Researchers at Karolinska Institutet have used AI to provide doctors with a better basis for how a patient should be treated. The AI ​​has learned to distinguish between different tumors by analyzing digital microscope images. Based on the images, the AI ​​can determine if a tumor is grade 1, 2 or 3.

Grade 1 are low-risk tumors, grade 2 are intermediate-risk tumors and grade 3 are high-risk tumors. Each degree requires different treatment methods so it is important to give a correct diagnosis from the beginning. For patients with grade 1 or grade 3 tumors, it is clear what type of treatment is needed, but for grade 2, it may be more difficult.
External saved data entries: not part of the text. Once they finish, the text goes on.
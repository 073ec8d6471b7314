//! Track descriptors shared by the muxer, segments and playlists.

use bytes::Bytes;

use crate::aac::{AacProfile, AdtsPacket, CHANNEL_COUNTS, SAMPLE_RATES};
use crate::h264::NaluType;
use crate::{Error, Result};

/// H.264 video track configuration.
#[derive(Debug, Clone, PartialEq, Eq)]
pub struct VideoTrack {
    sps: Bytes,
    pps: Bytes,
}

impl VideoTrack {
    /// Create a video track, checking that the parameter sets are what they claim.
    pub fn new(sps: Bytes, pps: Bytes) -> Result<Self> {
        if NaluType::of(&sps) != Some(NaluType::Sps) || sps.len() < 4 {
            return Err(Error::invalid_config("video track SPS is missing or malformed"));
        }
        if NaluType::of(&pps) != Some(NaluType::Pps) {
            return Err(Error::invalid_config("video track PPS is missing or malformed"));
        }
        Ok(Self { sps, pps })
    }

    /// Sequence parameter set NAL unit (with header byte).
    pub fn sps(&self) -> &Bytes {
        &self.sps
    }

    /// Picture parameter set NAL unit (with header byte).
    pub fn pps(&self) -> &Bytes {
        &self.pps
    }

    /// RFC 6381 codec string, e.g. `avc1.64001f`.
    pub fn codec(&self) -> String {
        format!("avc1.{:02x}{:02x}{:02x}", self.sps[1], self.sps[2], self.sps[3])
    }
}

/// AAC audio track configuration.
#[derive(Debug, Clone, Copy, PartialEq, Eq)]
pub struct AudioTrack {
    pub profile: AacProfile,
    pub sample_rate: u32,
    pub channel_count: u8,
}

impl AudioTrack {
    /// Create an audio track; sample rate and channel count must be ADTS-encodable.
    pub fn new(profile: AacProfile, sample_rate: u32, channel_count: u8) -> Result<Self> {
        if !SAMPLE_RATES.contains(&sample_rate) {
            return Err(Error::UnsupportedSampleRate(sample_rate));
        }
        if !CHANNEL_COUNTS.contains(&channel_count) {
            return Err(Error::UnsupportedChannelCount(channel_count));
        }
        Ok(Self {
            profile,
            sample_rate,
            channel_count,
        })
    }

    /// Audio track matching the parameters of an ADTS packet.
    pub fn from_adts(packet: &AdtsPacket) -> Self {
        Self {
            profile: packet.profile,
            sample_rate: packet.sample_rate,
            channel_count: packet.channel_count,
        }
    }

    /// RFC 6381 codec string, e.g. `mp4a.40.2`.
    pub fn codec(&self) -> String {
        format!("mp4a.40.{}", self.profile.object_type())
    }

    /// Wrap a raw access unit for ADTS framing.
    pub fn packet(&self, au: Bytes) -> AdtsPacket {
        AdtsPacket {
            profile: self.profile,
            sample_rate: self.sample_rate,
            channel_count: self.channel_count,
            au,
        }
    }
}

/// The set of tracks a muxer was configured with; at least one is present.
#[derive(Debug, Clone, PartialEq, Eq)]
pub struct Tracks {
    video: Option<VideoTrack>,
    audio: Option<AudioTrack>,
}

impl Tracks {
    pub fn new(video: Option<VideoTrack>, audio: Option<AudioTrack>) -> Result<Self> {
        if video.is_none() && audio.is_none() {
            return Err(Error::invalid_config("at least one track is required"));
        }
        Ok(Self { video, audio })
    }

    pub fn video(&self) -> Option<&VideoTrack> {
        self.video.as_ref()
    }

    pub fn audio(&self) -> Option<&AudioTrack> {
        self.audio.as_ref()
    }

    /// Comma-separated codec list for the master playlist.
    pub fn codecs(&self) -> String {
        let mut codecs = Vec::with_capacity(2);
        if let Some(video) = &self.video {
            codecs.push(video.codec());
        }
        if let Some(audio) = &self.audio {
            codecs.push(audio.codec());
        }
        codecs.join(",")
    }
}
"About half of breast cancer patients have a grade 2 tumor, which unfortunately does not provide any clear guidance on how the patient should be treated. This means that some patients are overtreated with cytotoxic drugs, while others are at risk of undertreatment. We have tried to find a solution to this problem", says Yinxi Wang, researcher at Karolinska Institutet and the study's first author, in a press release.

The AI ​​developed by the researchers has the advantage that it can divide patients with grade 2 tumors into two subgroups. A high- and low-risk group, with a clear distinction in the risk of relapse.

"It is fantastic that with the help of modern AI technology, so-called deep learning, you can develop models that not only reproduce what specialists do today, but actually extract information beyond what the human eye can discern", says Mattias Rantalainen, associate professor and research group leader at Karolinska Institutet and shared last author.

There are other methods of molecular diagnostics already in use, but they are often expensive and time-consuming. Something which the AI method could solve, according to the researchers.

"A major advantage of the method is that it is cost-effective and fast because it is based on microscopic images of stained tissue samples that are already part of routine medical care. This means that we can offer this type of diagnosis to more people and thus increase the possibility of giving the right treatment to the right patient", says Johan Hartman, professor at Karolinska Institutet and shared author.

The research group will now proceed advancing the method to a stage where it's ready for clinical use and hope to be able to launch next year.